[Start of Attachment]

use std::time::Instant;

use anyhow::{ensure, Result};
use clap::Parser;
use tracing::info;

use arbor::{
    workload::{OpKind, Operation, WorkloadGenerator},
    HtmTree, OlcTree, OrderedIndex, SingleThreadedTree,
};

/// Drive the tree variants over one generated workload and report
/// wall-clock throughput per variant.
#[derive(Debug, Parser)]
#[command(name = "arbor-bench")]
struct Args {
    /// Worker thread count for the concurrent variants
    num_threads: usize,

    /// Fraction of operations that are inserts, in [0, 1]
    percent_insert: f64,

    /// Total operations across all threads
    #[arg(short = 'n', long, default_value_t = 1_000_000)]
    operations: usize,

    /// Workload seed
    #[arg(long, default_value_t = 42)]
    seed: u64,
}

fn run_stream<T>(tree: &T, ops: &[Operation])
where
    T: OrderedIndex<i64, i64>,
{
    let mut out = 0_i64;
    for op in ops {
        match op.kind {
            OpKind::Insert => tree.insert(op.key, op.value),
            OpKind::Lookup => {
                tree.lookup(op.key, &mut out);
            }
        }
    }
}

fn run_parallel<T>(name: &str, tree: &T, workloads: &[Vec<Operation>])
where
    T: OrderedIndex<i64, i64> + Sync,
{
    let total: usize = workloads.iter().map(Vec::len).sum();
    let threads = workloads.len();

    let started = Instant::now();
    std::thread::scope(|scope| {
        for ops in workloads {
            scope.spawn(move || run_stream(tree, ops));
        }
    });
    let elapsed = started.elapsed();

    assert!(tree.check_tree(), "{name}: tree lost its balance");
    let rate = total as f64 / elapsed.as_secs_f64();
    info!("{name}: {total} ops across {threads} threads in {elapsed:?} ({rate:.0} ops/s)");
}

fn main() -> Result<()> {
    let args = Args::parse();
    ensure!(args.num_threads > 0, "need at least one worker thread");
    ensure!(
        (0.0..=1.0).contains(&args.percent_insert),
        "percent_insert must be within [0, 1]"
    );

    let operations = args.operations;
    let num_threads = args.num_threads;
    let seed = args.seed;
    info!("generating {operations} operations, insert fraction {}, seed {seed}", args.percent_insert);
    let mut generator = WorkloadGenerator::new(args.percent_insert, seed);
    let workloads = generator.generate_parallel(operations, num_threads);

    {
        let tree = SingleThreadedTree::new();
        let started = Instant::now();
        for ops in &workloads {
            run_stream(&tree, ops);
        }
        let elapsed = started.elapsed();
        assert!(tree.check_tree(), "single-threaded: tree lost its balance");
        let rate = operations as f64 / elapsed.as_secs_f64();
        info!("single-threaded: {operations} ops in {elapsed:?} ({rate:.0} ops/s)");
    }

    let olc = OlcTree::new();
    run_parallel("olc", &olc, &workloads);

    let htm = HtmTree::new(true);
    run_parallel("htm", &htm, &workloads);
    info!(
        "htm fallbacks: {} insert, {} lookup",
        htm.insert_fallback_times(),
        htm.lookup_fallback_times()
    );
    info!("htm insert aborts by cause: {:?}", htm.insert_retries());
    info!("htm lookup aborts by cause: {:?}", htm.lookup_retries());

    Ok(())
}
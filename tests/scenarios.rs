use std::collections::HashMap;

use itertools::Itertools;
use rand::{rngs::StdRng, seq::SliceRandom, SeedableRng};

use arbor::{
    workload::{OpKind, Operation, WorkloadGenerator},
    HtmTree, OlcTree, OrderedIndex, SingleThreadedTree,
};

fn smoke<T: OrderedIndex<i64, i64>>(tree: &T) {
    let pairs = [(10, 100), (20, 200), (30, 300), (40, 400), (50, 500), (60, 600)];
    for (key, value) in pairs {
        tree.insert(key, value);
    }

    for (key, value) in pairs {
        let mut out = 0;
        assert!(tree.lookup(key, &mut out));
        assert_eq!(out, value);
    }
    assert!(tree.check_tree());
}

fn upsert<T: OrderedIndex<i64, i64>>(tree: &T) {
    tree.insert(7, 1);
    tree.insert(7, 2);
    tree.insert(7, 3);

    let mut out = 0;
    assert!(tree.lookup(7, &mut out));
    assert_eq!(out, 3);
    assert!(!tree.lookup(8, &mut out));
}

fn random_thousand<T: OrderedIndex<i64, i64>>(tree: &T, seed: u64) {
    let mut keys = (0..1000_i64).collect_vec();
    keys.shuffle(&mut StdRng::seed_from_u64(seed));

    for &key in keys.iter() {
        tree.insert(key, key * 13);
    }

    assert!(tree.check_tree());
    for key in 0..1000 {
        let mut out = 0;
        assert!(tree.lookup(key, &mut out), "missing key {key}");
        assert_eq!(out, key * 13);
    }
}

#[test]
fn smoke_all_variants() {
    smoke(&SingleThreadedTree::new());
    smoke(&OlcTree::new());
    smoke(&HtmTree::new(true));
    smoke(&HtmTree::new(false));
}

#[test]
fn upsert_all_variants() {
    upsert(&SingleThreadedTree::new());
    upsert(&OlcTree::new());
    upsert(&HtmTree::new(true));
}

#[test]
fn random_thousand_all_variants() {
    random_thousand(&SingleThreadedTree::new(), 0x1001);
    random_thousand(&OlcTree::new(), 0x1001);
    random_thousand(&HtmTree::new(true), 0x1001);
}

#[test]
fn zero_retry_budget_matches_reference() {
    random_thousand(&HtmTree::with_retry_limit(true, 0), 0x2002);
    random_thousand(&HtmTree::with_retry_limit(false, 0), 0x2002);
}

fn apply<T: OrderedIndex<i64, i64>>(tree: &T, ops: &[Operation]) {
    let mut out = 0;
    for op in ops {
        match op.kind {
            OpKind::Insert => tree.insert(op.key, op.value),
            OpKind::Lookup => {
                assert!(tree.lookup(op.key, &mut out));
                assert_eq!(out, op.value);
            }
        }
    }
}

/// The three variants replay the same seeded stream and must end up in
/// identical final states.
#[test]
fn variants_agree_on_a_fixed_seed_stream() {
    let ops = WorkloadGenerator::new(0.5, 0xfeed).generate(50_000, 0);

    let single = SingleThreadedTree::new();
    let olc = OlcTree::new();
    let htm = HtmTree::new(true);
    apply(&single, &ops);
    apply(&olc, &ops);
    apply(&htm, &ops);

    assert!(single.check_tree());
    assert!(olc.check_tree());
    assert!(htm.check_tree());

    let mut expected = HashMap::new();
    for op in &ops {
        if op.kind == OpKind::Insert {
            expected.insert(op.key, op.value);
        }
    }

    for key in 0..50_000_i64 {
        let want = expected.get(&key).copied();
        assert_eq!(single.get(key), want);
        assert_eq!(olc.get(key), want);
        assert_eq!(htm.get(key), want);
    }
}

#[test]
fn clear_all_variants() {
    fn fill_and_clear<T: OrderedIndex<i64, i64>>(tree: &T) {
        for key in 0..5000 {
            tree.insert(key, key);
        }
        tree.clear();
        assert!(tree.check_tree());
        let mut out = 0;
        assert!(!tree.lookup(17, &mut out));
        tree.insert(17, 71);
        assert!(tree.lookup(17, &mut out));
        assert_eq!(out, 71);
    }

    fill_and_clear(&SingleThreadedTree::new());
    fill_and_clear(&OlcTree::new());
    fill_and_clear(&HtmTree::new(true));
}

[End of Attachment]

#### [Task goal]
Your reply must contain each entry, reproduced exactly.

#### [Exercise answer]
use std::time::Instant;

use anyhow::{ensure, Result};
use clap::Parser;
use tracing::info;

use arbor::{
    workload::{OpKind, Operation, WorkloadGenerator},
    HtmTree, OlcTree, OrderedIndex, SingleThreadedTree,
};

/// Drive the tree variants over one generated workload and report
/// wall-clock throughput per variant.
#[derive(Debug, Parser)]
#[command(name = "arbor-bench")]
struct Args {
    /// Worker thread count for the concurrent variants
    num_threads: usize,

    /// Fraction of operations that are inserts, in [0, 1]
    percent_insert: f64,

    /// Total operations across all threads
    #[arg(short = 'n', long, default_value_t = 1_000_000)]
    operations: usize,

    /// Workload seed
    #[arg(long, default_value_t = 42)]
    seed: u64,
}

fn run_stream<T>(tree: &T, ops: &[Operation])
where
    T: OrderedIndex<i64, i64>,
{
    let mut out = 0_i64;
    for op in ops {
        match op.kind {
            OpKind::Insert => tree.insert(op.key, op.value),
            OpKind::Lookup => {
                tree.lookup(op.key, &mut out);
            }
        }
    }
}

fn run_parallel<T>(name: &str, tree: &T, workloads: &[Vec<Operation>])
where
    T: OrderedIndex<i64, i64> + Sync,
{
    let total: usize = workloads.iter().map(Vec::len).sum();
    let threads = workloads.len();

    let started = Instant::now();
    std::thread::scope(|scope| {
        for ops in workloads {
            scope.spawn(move || run_stream(tree, ops));
        }
    });
    let elapsed = started.elapsed();

    assert!(tree.check_tree(), "{name}: tree lost its balance");
    let rate = total as f64 / elapsed.as_secs_f64();
    info!("{name}: {total} ops across {threads} threads in {elapsed:?} ({rate:.0} ops/s)");
}

fn main() -> Result<()> {
    let args = Args::parse();
    ensure!(args.num_threads > 0, "need at least one worker thread");
    ensure!(
        (0.0..=1.0).contains(&args.percent_insert),
        "percent_insert must be within [0, 1]"
    );

    let operations = args.operations;
    let num_threads = args.num_threads;
    let seed = args.seed;
    info!("generating {operations} operations, insert fraction {}, seed {seed}", args.percent_insert);
    let mut generator = WorkloadGenerator::new(args.percent_insert, seed);
    let workloads = generator.generate_parallel(operations, num_threads);

    {
        let tree = SingleThreadedTree::new();
        let started = Instant::now();
        for ops in &workloads {
            run_stream(&tree, ops);
        }
        let elapsed = started.elapsed();
        assert!(tree.check_tree(), "single-threaded: tree lost its balance");
        let rate = operations as f64 / elapsed.as_secs_f64();
        info!("single-threaded: {operations} ops in {elapsed:?} ({rate:.0} ops/s)");
    }

    let olc = OlcTree::new();
    run_parallel("olc", &olc, &workloads);

    let htm = HtmTree::new(true);
    run_parallel("htm", &htm, &workloads);
    info!(
        "htm fallbacks: {} insert, {} lookup",
        htm.insert_fallback_times(),
        htm.lookup_fallback_times()
    );
    info!("htm insert aborts by cause: {:?}", htm.insert_retries());
    info!("htm lookup aborts by cause: {:?}", htm.lookup_retries());

    Ok(())
}
filename tests/scenarios.rs
use std::collections::HashMap;

use itertools::Itertools;
use rand::{rngs::StdRng, seq::SliceRandom, SeedableRng};

use arbor::{
    workload::{OpKind, Operation, WorkloadGenerator},
    HtmTree, OlcTree, OrderedIndex, SingleThreadedTree,
};

fn smoke<T: OrderedIndex<i64, i64>>(tree: &T) {
    let pairs = [(10, 100), (20, 200), (30, 300), (40, 400), (50, 500), (60, 600)];
    for (key, value) in pairs {
        tree.insert(key, value);
    }

    for (key, value) in pairs {
        let mut out = 0;
        assert!(tree.lookup(key, &mut out));
        assert_eq!(out, value);
    }
    assert!(tree.check_tree());
}

fn upsert<T: OrderedIndex<i64, i64>>(tree: &T) {
    tree.insert(7, 1);
    tree.insert(7, 2);
    tree.insert(7, 3);

    let mut out = 0;
    assert!(tree.lookup(7, &mut out));
    assert_eq!(out, 3);
    assert!(!tree.lookup(8, &mut out));
}

fn random_thousand<T: OrderedIndex<i64, i64>>(tree: &T, seed: u64) {
    let mut keys = (0..1000_i64).collect_vec();
    keys.shuffle(&mut StdRng::seed_from_u64(seed));

    for &key in keys.iter() {
        tree.insert(key, key * 13);
    }

    assert!(tree.check_tree());
    for key in 0..1000 {
        let mut out = 0;
        assert!(tree.lookup(key, &mut out), "missing key {key}");
        assert_eq!(out, key * 13);
    }
}

#[test]
fn smoke_all_variants() {
    smoke(&SingleThreadedTree::new());
    smoke(&OlcTree::new());
    smoke(&HtmTree::new(true));
    smoke(&HtmTree::new(false));
}

#[test]
fn upsert_all_variants() {
    upsert(&SingleThreadedTree::new());
    upsert(&OlcTree::new());
    upsert(&HtmTree::new(true));
}

#[test]
fn random_thousand_all_variants() {
    random_thousand(&SingleThreadedTree::new(), 0x1001);
    random_thousand(&OlcTree::new(), 0x1001);
    random_thousand(&HtmTree::new(true), 0x1001);
}

#[test]
fn zero_retry_budget_matches_reference() {
    random_thousand(&HtmTree::with_retry_limit(true, 0), 0x2002);
    random_thousand(&HtmTree::with_retry_limit(false, 0), 0x2002);
}

fn apply<T: OrderedIndex<i64, i64>>(tree: &T, ops: &[Operation]) {
    let mut out = 0;
    for op in ops {
        match op.kind {
            OpKind::Insert => tree.insert(op.key, op.value),
            OpKind::Lookup => {
                assert!(tree.lookup(op.key, &mut out));
                assert_eq!(out, op.value);
            }
        }
    }
}

/// The three variants replay the same seeded stream and must end up in
/// identical final states.
#[test]
fn variants_agree_on_a_fixed_seed_stream() {
    let ops = WorkloadGenerator::new(0.5, 0xfeed).generate(50_000, 0);

    let single = SingleThreadedTree::new();
    let olc = OlcTree::new();
    let htm = HtmTree::new(true);
    apply(&single, &ops);
    apply(&olc, &ops);
    apply(&htm, &ops);

    assert!(single.check_tree());
    assert!(olc.check_tree());
    assert!(htm.check_tree());

    let mut expected = HashMap::new();
    for op in &ops {
        if op.kind == OpKind::Insert {
            expected.insert(op.key, op.value);
        }
    }

    for key in 0..50_000_i64 {
        let want = expected.get(&key).copied();
        assert_eq!(single.get(key), want);
        assert_eq!(olc.get(key), want);
        assert_eq!(htm.get(key), want);
    }
}

#[test]
fn clear_all_variants() {
    fn fill_and_clear<T: OrderedIndex<i64, i64>>(tree: &T) {
        for key in 0..5000 {
            tree.insert(key, key);
        }
        tree.clear();
        assert!(tree.check_tree());
        let mut out = 0;
        assert!(!tree.lookup(17, &mut out));
        tree.insert(17, 71);
        assert!(tree.lookup(17, &mut out));
        assert_eq!(out, 71);
    }

    fill_and_clear(&SingleThreadedTree::new());
    fill_and_clear(&OlcTree::new());
    fill_and_clear(&HtmTree::new(true));
}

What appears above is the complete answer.